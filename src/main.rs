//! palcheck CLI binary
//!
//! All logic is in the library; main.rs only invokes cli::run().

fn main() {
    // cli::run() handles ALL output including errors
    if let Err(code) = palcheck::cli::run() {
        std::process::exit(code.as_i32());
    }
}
==========
Give back every entry, unchanged in any way.

◆ WRITTEN ANSWER ◆
filename src/main.rs
//! palcheck CLI binary
//!
//! All logic is in the library; main.rs only invokes cli::run().

fn main() {
    // cli::run() handles ALL output including errors
    if let Err(code) = palcheck::cli::run() {
        std::process::exit(code.as_i32());
    }
}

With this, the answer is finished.